How to fix model-based RL by doing the obvious.

Partially-Observable Markov Decision Processes (POMDPs) are central to creating autonomous systems. Most of the interesting things we do on a daily basis are POMDPs. Humans have to make decisions with incomplete knowledge all the time. Cooking is a POMDP, since the cook has to taste the food every once in a while to make sure it is going in the right direction. Searching for the bathroom in a new building is a POMDP. A job interview is a POMDP. Shooting a basketball is a POMDP. Getting up to go to the bathroom at night is a POMDP. All two-player games that are any fun are POMDPs. We can make the list longer, but the point is that we'll have a hard time getting away from POMDPs if we ever want to do anything interesting with reinforcement learning.

Luckily, we have just the thing to address partially-observable settings: state-space models.
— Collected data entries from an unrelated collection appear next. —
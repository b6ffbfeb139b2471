//! Plain-text renderer for interactive terminals

use super::{OpenRequest, Renderer, Templates};
use crate::query::SearchCriteria;
use crate::results::RepositoryItem;
use crate::search::{Banner, Snapshot};
use anyhow::Result;
use chrono::{DateTime, Utc};
use serde::Serialize;
use std::io::Write;

#[derive(Serialize)]
struct CardView {
    index: usize,
    full_name: String,
    description: Option<String>,
    stars: u64,
    forks: u64,
    open_issues: u64,
    language: String,
    license: String,
    updated: String,
    url: String,
}

impl CardView {
    fn new(index: usize, item: &RepositoryItem, now: DateTime<Utc>) -> Self {
        Self {
            index,
            full_name: item.full_name(),
            description: item.description.clone(),
            stars: item.stars,
            forks: item.forks,
            open_issues: item.open_issues,
            language: item.language.clone().unwrap_or_else(|| "n/a".to_string()),
            license: item
                .license
                .clone()
                .unwrap_or_else(|| "no license".to_string()),
            updated: relative_time(item.updated_at, now),
            url: item.url.clone(),
        }
    }
}

#[derive(Serialize)]
struct ResultsView<'a> {
    app_name: &'a str,
    criteria: String,
    status: String,
    cards: Vec<CardView>,
    single: bool,
    retained_hint: String,
}

#[derive(Serialize)]
struct HelpView<'a> {
    app_name: &'a str,
    version: &'a str,
    min_term_length: usize,
}

/// Renders snapshots as text on stdout
pub struct TerminalRenderer {
    templates: Templates,
    app_name: String,
}

impl TerminalRenderer {
    pub fn new(app_name: impl Into<String>) -> Result<Self> {
        Ok(Self {
            templates: Templates::new()?,
            app_name: app_name.into(),
        })
    }

    /// Render a snapshot to text
    pub fn render_to_string(&self, snapshot: &Snapshot, now: DateTime<Utc>) -> Result<String> {
        let cards = snapshot
            .displayed
            .as_ref()
            .map(|set| {
                set.items
                    .iter()
                    .enumerate()
                    .map(|(i, item)| CardView::new(i + 1, item, now))
                    .collect()
            })
            .unwrap_or_default();

        let single = snapshot.picked && snapshot.displayed.is_some();
        let retained_hint = snapshot
            .displayed
            .as_ref()
            .map(|set| format!("{} repositories", set.total_count))
            .unwrap_or_default();

        let view = ResultsView {
            app_name: &self.app_name,
            criteria: criteria_label(&snapshot.criteria),
            status: banner_text(&snapshot.banner),
            cards,
            single,
            retained_hint,
        };
        self.templates.render("results.txt", &view)
    }

    pub fn help(&self, min_term_length: usize) -> Result<String> {
        self.templates.render(
            "help.txt",
            &HelpView {
                app_name: &self.app_name,
                version: crate::VERSION,
                min_term_length,
            },
        )
    }
}

impl Renderer for TerminalRenderer {
    fn render(&self, snapshot: &Snapshot) -> Result<()> {
        let text = self.render_to_string(snapshot, Utc::now())?;
        let mut stdout = std::io::stdout().lock();
        writeln!(stdout, "{}", text)?;
        stdout.flush()?;
        Ok(())
    }

    fn open_repository(&self, request: &OpenRequest) -> Result<()> {
        let mut stdout = std::io::stdout().lock();
        writeln!(
            stdout,
            "Open in a new browser window (target={}, rel=\"{}\"): {}",
            request.target, request.rel, request.url
        )?;
        Ok(())
    }
}

fn criteria_label(criteria: &SearchCriteria) -> String {
    match (&criteria.term, &criteria.language) {
        (Some(term), Some(lang)) => format!("{} in {}", term, lang),
        (Some(term), None) => term.clone(),
        (None, Some(lang)) => lang.clone(),
        (None, None) => String::new(),
    }
}

fn banner_text(banner: &Banner) -> String {
    match banner {
        Banner::Prompt => "Type a search term or choose a language.".to_string(),
        Banner::Waiting => "...".to_string(),
        Banner::Searching => "Searching...".to_string(),
        Banner::Found { total } => format!("Found {} repositories.", total),
        Banner::NoResults => "No repositories match. Try another term or language.".to_string(),
        Banner::Failed { message, retryable } => {
            if *retryable {
                format!("Search failed: {}. Type :retry to try again.", message)
            } else {
                format!("Search failed: {}.", message)
            }
        }
        Banner::Neutral => String::new(),
    }
}

/// Human readable age of `time` relative to `now`
pub fn relative_time(time: DateTime<Utc>, now: DateTime<Utc>) -> String {
    let age = now.signed_duration_since(time);
    let days = age.num_days();

    if age.num_minutes() < 1 {
        "just now".to_string()
    } else if age.num_hours() < 1 {
        plural(age.num_minutes(), "minute")
    } else if days < 1 {
        plural(age.num_hours(), "hour")
    } else if days < 30 {
        plural(days, "day")
    } else if days < 365 {
        plural(days / 30, "month")
    } else {
        plural(days / 365, "year")
    }
}

fn plural(n: i64, unit: &str) -> String {
    if n == 1 {
        format!("1 {} ago", unit)
    } else {
        format!("{} {}s ago", n, unit)
    }
}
Deep variational state-space models (we'll call them VSSMs from now on) are a perfect fit for POMDPs. These models, by design, assume that we are observing data from a system governed by a hidden state. They are general purpose, meaning that they don't encode any inductive biases about a particular system but rather adapt to the system they are observing. Most importantly, they find a probability distribution over the system state.

VSSM-based control in POMDPs is not new. For instance, Dreamer by Hafner et al. (2021) demonstrates excellent results on challenging MuJoCo environments from pixels. MELD by Zhao et al. (2021) uses this machinery to do meta-RL. Learning to fly by Becker-Ehmck et al. (2020) uses VSSMs to, well, learn to fly real drones from scratch using sensory data only. Yet despite their incredible success, the architectures used in these works contain a common, suboptimal, modelling decision: they don't inform the latent state of future observations when approximating the posterior distribution over system states given all observations. In this blog post we will focus on this decision, explain why it is suboptimal and why the benchmarks used in contemporary research might not suffer from it. We will also demonstrate how this problem becomes quite visible as one considers different benchmarks.

### How PO are POMDPS?

Today's POMDP-directed research focuses on robotic environments observed with a camera. These benchmarks are quite tough in two ways:

• the observations are embedded in high-dimensional images;
• the system dynamics are often complex.

The performance that Dreamer achieves on a system that is as complex as Humanoid, based on images only, is impressive. But is Humanoid a tough benchmark in terms of partial observability? In the appendix of (Srinivas et al., 2020) a very interesting experiment can be found. By doing regression on the robot state based on a shallow stack of video frames, they show that system identification is easily achievable in MuJoCo just by looking at the recent past. On an intuitive level, this speaks against the MuJoCo-benchmarks being a good measure of how good VSSMs are at solving POMDPs.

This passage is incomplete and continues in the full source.